*Exercise prompt:* Please copy each line below that contains the string "keys".

*Supplied records:*
****************
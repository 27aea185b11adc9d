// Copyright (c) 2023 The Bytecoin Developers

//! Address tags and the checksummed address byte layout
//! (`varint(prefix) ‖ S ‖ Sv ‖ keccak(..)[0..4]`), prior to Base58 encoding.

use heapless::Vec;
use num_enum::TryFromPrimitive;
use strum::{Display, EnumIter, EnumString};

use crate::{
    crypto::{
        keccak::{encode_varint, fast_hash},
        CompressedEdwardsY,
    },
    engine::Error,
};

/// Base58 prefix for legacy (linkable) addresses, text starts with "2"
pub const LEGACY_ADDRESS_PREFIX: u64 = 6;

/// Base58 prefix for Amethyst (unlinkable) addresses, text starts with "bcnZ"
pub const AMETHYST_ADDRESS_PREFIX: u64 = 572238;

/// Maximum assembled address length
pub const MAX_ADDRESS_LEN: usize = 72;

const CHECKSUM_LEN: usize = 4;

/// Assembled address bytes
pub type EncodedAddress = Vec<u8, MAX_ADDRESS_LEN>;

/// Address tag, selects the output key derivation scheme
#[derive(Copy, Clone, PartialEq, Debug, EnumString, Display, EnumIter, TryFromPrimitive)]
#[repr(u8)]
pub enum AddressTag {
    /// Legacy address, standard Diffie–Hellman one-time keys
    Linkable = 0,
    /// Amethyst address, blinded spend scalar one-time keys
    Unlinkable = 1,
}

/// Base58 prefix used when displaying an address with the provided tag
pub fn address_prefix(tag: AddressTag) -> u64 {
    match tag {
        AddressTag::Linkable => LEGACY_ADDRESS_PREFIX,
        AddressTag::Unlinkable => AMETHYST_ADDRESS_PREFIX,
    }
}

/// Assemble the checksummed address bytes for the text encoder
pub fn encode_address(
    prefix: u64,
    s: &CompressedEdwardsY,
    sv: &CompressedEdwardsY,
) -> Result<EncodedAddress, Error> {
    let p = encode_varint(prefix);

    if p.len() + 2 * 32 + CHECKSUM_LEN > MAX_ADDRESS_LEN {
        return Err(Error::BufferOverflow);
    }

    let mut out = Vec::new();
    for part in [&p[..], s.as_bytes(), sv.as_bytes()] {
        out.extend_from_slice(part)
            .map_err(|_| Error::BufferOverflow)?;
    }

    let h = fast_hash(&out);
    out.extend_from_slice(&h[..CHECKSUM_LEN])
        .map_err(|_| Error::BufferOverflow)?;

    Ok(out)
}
****************
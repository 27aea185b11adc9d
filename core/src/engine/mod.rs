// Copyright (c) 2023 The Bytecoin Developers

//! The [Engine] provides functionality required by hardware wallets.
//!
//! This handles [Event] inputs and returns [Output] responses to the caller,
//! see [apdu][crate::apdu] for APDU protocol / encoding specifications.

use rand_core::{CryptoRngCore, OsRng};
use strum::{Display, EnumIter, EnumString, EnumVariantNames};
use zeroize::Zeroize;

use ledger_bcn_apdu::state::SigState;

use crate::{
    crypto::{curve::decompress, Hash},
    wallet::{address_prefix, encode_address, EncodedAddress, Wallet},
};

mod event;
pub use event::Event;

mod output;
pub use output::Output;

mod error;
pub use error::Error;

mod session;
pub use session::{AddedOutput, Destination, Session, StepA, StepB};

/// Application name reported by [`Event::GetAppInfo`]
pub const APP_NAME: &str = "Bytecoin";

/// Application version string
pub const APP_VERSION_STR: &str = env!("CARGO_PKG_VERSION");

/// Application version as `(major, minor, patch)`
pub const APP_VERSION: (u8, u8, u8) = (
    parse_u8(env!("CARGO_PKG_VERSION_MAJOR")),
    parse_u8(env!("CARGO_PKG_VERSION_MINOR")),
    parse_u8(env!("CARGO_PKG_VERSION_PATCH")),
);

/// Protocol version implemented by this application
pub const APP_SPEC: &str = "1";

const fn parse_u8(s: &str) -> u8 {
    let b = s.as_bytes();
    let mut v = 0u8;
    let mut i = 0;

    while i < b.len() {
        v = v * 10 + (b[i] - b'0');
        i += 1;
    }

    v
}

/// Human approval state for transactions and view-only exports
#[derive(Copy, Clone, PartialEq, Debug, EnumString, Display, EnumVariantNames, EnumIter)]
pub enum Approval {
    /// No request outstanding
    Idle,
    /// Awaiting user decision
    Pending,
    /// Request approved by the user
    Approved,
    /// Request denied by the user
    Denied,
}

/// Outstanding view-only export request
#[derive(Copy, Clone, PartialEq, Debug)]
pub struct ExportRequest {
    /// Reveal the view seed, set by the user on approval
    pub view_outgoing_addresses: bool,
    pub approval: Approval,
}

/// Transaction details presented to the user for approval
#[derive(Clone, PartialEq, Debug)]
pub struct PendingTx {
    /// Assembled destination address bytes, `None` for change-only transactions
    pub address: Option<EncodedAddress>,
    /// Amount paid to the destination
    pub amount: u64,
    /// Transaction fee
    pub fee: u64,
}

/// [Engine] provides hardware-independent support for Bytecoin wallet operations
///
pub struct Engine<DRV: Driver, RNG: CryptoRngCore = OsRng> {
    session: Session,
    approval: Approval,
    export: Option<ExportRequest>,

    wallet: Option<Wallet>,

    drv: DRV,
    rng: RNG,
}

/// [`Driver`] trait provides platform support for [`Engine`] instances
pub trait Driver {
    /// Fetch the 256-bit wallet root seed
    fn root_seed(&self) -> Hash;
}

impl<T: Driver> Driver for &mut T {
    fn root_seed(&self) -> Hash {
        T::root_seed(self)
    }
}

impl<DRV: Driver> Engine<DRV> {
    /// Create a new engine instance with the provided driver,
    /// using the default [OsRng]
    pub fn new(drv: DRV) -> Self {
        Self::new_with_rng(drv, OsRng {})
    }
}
****************
*Answer for the task:*
    /// Legacy address, standard Diffie–Hellman one-time keys
    /// Amethyst address, blinded spend scalar one-time keys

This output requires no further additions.